The Democrats -- Jon Ossoff, a once-unsuccessful congressional candidate and investigative journalist, and Rev. Raphael G. Warnock, a prominent Black preacher in the South as the senior pastor of the storied Ebenezer Baptist Church -- are attempting to cement Georgia's status as a swing state by securing the narrowest of majorities in the Senate if they can defeat the two GOP incumbents.
But getting there, much like any other runoff election, will come down to turnout.
"You all did something extraordinary in November," President-elect Joe Biden, the first Democrat to win the state in a presidential election since 1992, said last week while campaigning for Ossoff and Warnock in Atlanta. "You voted in record numbers. You voted to improve the lives of every Georgian. And you voted as if your life depended on it. Well, guess what? Now you're going to have to do it again come Jan. 5."
Vice President-Elect Kamala Harris echoed Biden's sentiments on Monday as she hit the campaign trail for Ossoff and Warnock, urging Georgians to think about their votes on a national level.

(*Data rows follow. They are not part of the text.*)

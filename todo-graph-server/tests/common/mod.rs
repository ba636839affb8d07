#![allow(dead_code)]

use migration::MigratorTrait;
use sea_orm::{ConnectOptions, Database, DatabaseConnection};
use testcontainers_modules::testcontainers::runners::AsyncRunner;
use testcontainers_modules::{postgres, testcontainers};

pub async fn setup_container() -> anyhow::Result<testcontainers::ContainerAsync<postgres::Postgres>>
{
    let container = postgres::Postgres::default().start().await?;
    Ok(container)
}

pub async fn setup_db(
    container: &testcontainers::ContainerAsync<postgres::Postgres>,
) -> anyhow::Result<DatabaseConnection> {
    let host = container.get_host().await?;
    let port = container.get_host_port_ipv4(5432).await?;
    let db_url = format!("postgres://postgres:postgres@{}:{}/postgres", host, port);
    let db = Database::connect(&db_url).await?;
    migration::Migrator::up(&db, None).await?;
    Ok(db)
}

/// Fresh in-memory SQLite database with the schema applied.
///
/// A single pooled connection keeps every query on the same in-memory database.
pub async fn setup_sqlite_db() -> anyhow::Result<DatabaseConnection> {
    // Allow multiple calls to init for tests.
    let _ = tracing_subscriber::fmt().try_init();
    let mut options = ConnectOptions::new("sqlite::memory:");
    options.max_connections(1).sqlx_logging(false);
    let db = Database::connect(options).await?;
    migration::Migrator::up(&db, None).await?;
    Ok(db)
}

"I'm not here to tell you what's in your best interest. But I am here to say that the decision you make, the work you put into this, it will impact people who you may never meet, people who may never know your names," Harris said.
For Republican Sens. David Perdue and Kelly Loeffler, who are campaigning in lockstep, their hopes of retaining their seats rely on an odd quandary: staunchly backing an outgoing president, who refuses to concede his loss, and his false assertions about a stolen election that could hurt their chances next month.
Still, it is Democrats who face a tall order: runoff elections historically favor Republicans, political and election experts told ABC News. But with a wildcard in President Donald Trump, and his assailing of the integrity of the electoral system looming over the race, most aren’t ready to count the Democrats out -- particularly in such close contests.
Politics and religion overlap on the trail
Like many other southern states, Georgia's modern political history developed alongside the Civil Rights movement of the 1960s and was harbored in the leadership of Dr. Martin Luther King, Jr. The link between the past and the present has since been amplified under the national spotlight, particularly in the race between Warnock and Loeffler, despite the four candidates making the strategic decision to run in pairs.
The overlap between political activism and faith-based organizations in Georgia is multifaceted, according to political experts, with each party's base in the Peach State consisting of faith-conscious supporters. In the aftermath of a general election year that saw heightened mobilization from Black voters, community-based organization efforts are likely to play a key role in getting voters to turn out for a second time.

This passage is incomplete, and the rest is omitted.